Oregon’s statewide wildfire response portal has centralized fire and evacuation information, but officials have not released a single narrative summary showing every affected community statewide. The July 3 federal report listed Oregon’s Butterfield Spring Fire at 2,750 acres and 100% containment, while the broader Northwest region remained at Preparedness Level 2, far below the pressure seen in the interior West. Oregon emergency officials separately urged Fourth of July travelers to check the fire dashboard and local evacuation notices before heading out.
California’s current statewide incident list showed relatively smaller active fires in CAL FIRE protection areas as of July 3, including the Point Fire in Merced County at 650 acres and 50% containment. CAL FIRE also notes that its public incident pages are not guaranteed to provide up-to-the-minute evacuation or fire behavior information, and it has not presented the current California situation as comparable in scale to Utah, Colorado or Arizona at this point in the season.

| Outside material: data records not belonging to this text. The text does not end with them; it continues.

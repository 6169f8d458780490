use std::time::Duration;

use super::*;

fn tagged_frame(slot: FrameIndex) -> FrameImage {
    // Width encodes the slot so tests can tell frames apart.
    FrameImage::from_rgba(image::RgbaImage::new(slot.ordinal() as u32, 1))
}

fn template() -> PathTemplate {
    PathTemplate::parse("frames/f-{index}.png").unwrap()
}

#[test]
fn reserve_creates_empty_slots() {
    let set = FrameSet::reserve(3);
    assert_eq!(set.len(), 3);
    assert_eq!(set.loaded_count(), 0);
    assert!(set.get(FrameIndex(0)).is_none());
    assert!(set.get(FrameIndex(3)).is_none());
}

#[test]
fn put_is_positional_and_bounded() {
    let mut set = FrameSet::reserve(2);
    set.put(FrameIndex(1), tagged_frame(FrameIndex(1))).unwrap();
    assert!(set.get(FrameIndex(0)).is_none());
    assert_eq!(set.get(FrameIndex(1)).unwrap().width(), 2);
    assert!(set.put(FrameIndex(2), tagged_frame(FrameIndex(2))).is_err());
    assert_eq!(set.len(), 2);
}

#[test]
fn out_of_order_completion_keeps_slot_order() {
    let n = 8;
    // Later slots finish first.
    let loader = move |slot: FrameIndex, _path: &str| -> ScrollreelResult<FrameImage> {
        std::thread::sleep(Duration::from_millis(((n - slot.0) * 5) as u64));
        Ok(tagged_frame(slot))
    };
    let preload = Preload::start(n, &template(), Arc::new(loader), Some(n)).unwrap();
    let frames = preload.finish().unwrap();

    assert_eq!(frames.loaded_count(), n);
    for i in 0..n {
        assert_eq!(frames.get(FrameIndex(i)).unwrap().width(), (i + 1) as u32);
    }
}

#[test]
fn loader_sees_one_based_padded_paths() {
    let loader = |slot: FrameIndex, path: &str| -> ScrollreelResult<FrameImage> {
        assert_eq!(path, format!("frames/f-{:03}.png", slot.0 + 1));
        Ok(tagged_frame(slot))
    };
    let frames = Preload::start(3, &template(), Arc::new(loader), Some(1))
        .unwrap()
        .finish()
        .unwrap();
    assert_eq!(frames.loaded_count(), 3);
}

#[test]
fn failed_loads_leave_slot_empty_and_still_complete() {
    let loader = |slot: FrameIndex, path: &str| -> ScrollreelResult<FrameImage> {
        if slot.0 == 1 {
            return Err(ScrollreelError::load(format!("missing {path}")));
        }
        Ok(tagged_frame(slot))
    };
    let mut preload = Preload::start(3, &template(), Arc::new(loader), Some(2)).unwrap();
    let mut frames = FrameSet::reserve(3);
    let progress = preload.wait(&mut frames).unwrap();

    assert!(progress.is_complete());
    assert_eq!(progress.failed, 1);
    assert_eq!(preload.failed(), &[FrameIndex(1)]);
    assert!(frames.get(FrameIndex(1)).is_none());
    assert!(frames.get(FrameIndex(0)).is_some());
    assert!(frames.get(FrameIndex(2)).is_some());
}

#[test]
fn pump_never_blocks_and_eventually_completes() {
    let (gate_tx, gate_rx) = std::sync::mpsc::channel::<()>();
    let gate = std::sync::Mutex::new(gate_rx);
    let loader = move |slot: FrameIndex, _path: &str| -> ScrollreelResult<FrameImage> {
        gate.lock().unwrap().recv().unwrap();
        Ok(tagged_frame(slot))
    };
    let mut preload = Preload::start(2, &template(), Arc::new(loader), Some(1)).unwrap();
    let mut frames = FrameSet::reserve(2);

    let p = preload.pump(&mut frames);
    assert_eq!(p.completed, 0);
    assert!(!p.is_complete());

    gate_tx.send(()).unwrap();
    gate_tx.send(()).unwrap();
    let p = preload.wait(&mut frames).unwrap();
    assert!(p.is_complete());
    assert_eq!(frames.loaded_count(), 2);
}

#[test]
fn zero_frames_and_zero_threads_are_rejected() {
    let loader = |slot: FrameIndex, _path: &str| -> ScrollreelResult<FrameImage> {
        Ok(tagged_frame(slot))
    };
    let loader: Arc<dyn FrameLoader> = Arc::new(loader);
    assert!(Preload::start(0, &template(), Arc::clone(&loader), None).is_err());
    assert!(Preload::start(2, &template(), loader, Some(0)).is_err());
}

#[test]
fn panicking_loader_counts_as_failed_slot() {
    let loader = |slot: FrameIndex, _path: &str| -> ScrollreelResult<FrameImage> {
        if slot.0 == 0 {
            panic!("decoder blew up");
        }
        Ok(tagged_frame(slot))
    };
    let mut preload = Preload::start(3, &template(), Arc::new(loader), Some(2)).unwrap();
    let mut frames = FrameSet::reserve(3);
    let progress = preload.wait(&mut frames).unwrap();

    assert!(progress.is_complete());
    assert_eq!(progress.failed, 1);
    assert_eq!(preload.failed(), &[FrameIndex(0)]);
    assert!(frames.get(FrameIndex(0)).is_none());
    assert_eq!(frames.loaded_count(), 2);
}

The broader cause of the surge is a combination of dry fuels, below-normal rainfall and repeated wind events, according to NIFC Predictive Services. In its July 1 national outlook, the agency said fire activity accelerated in the second half of June and that 3,168,102 acres had burned nationally by June 30, or 157% of the 10-year average. The same report said drought had intensified or developed in the Northwest, Great Basin and Colorado, with eastern Oregon singled out for notable degradation.
The agency also reported that parts of California, Nevada, western Arizona and southern Utah received no measurable rainfall in June. It said widespread southwest winds of 20 to 35 mph, with gusts of 40 to 70 mph, followed late-June lightning outbreaks and helped drive rapid growth on fires including Cottonwood and Babylon in Utah and Ferris, Snyder, Gold Mountain and Aspen Acres in Colorado.
For residents across the West, the practical effect is likely to be continued smoke, intermittent road or trail closures, and rapidly changing evacuation statuses tied to local sheriff or emergency management orders. Federal and state agencies are emphasizing that incident pages, dashboards and local alerts may change several times a day, and NIFC’s current outlook forecasts above-normal significant fire potential through July across much of the Great Basin, Northwest, northeast California and the Greater Four Corners.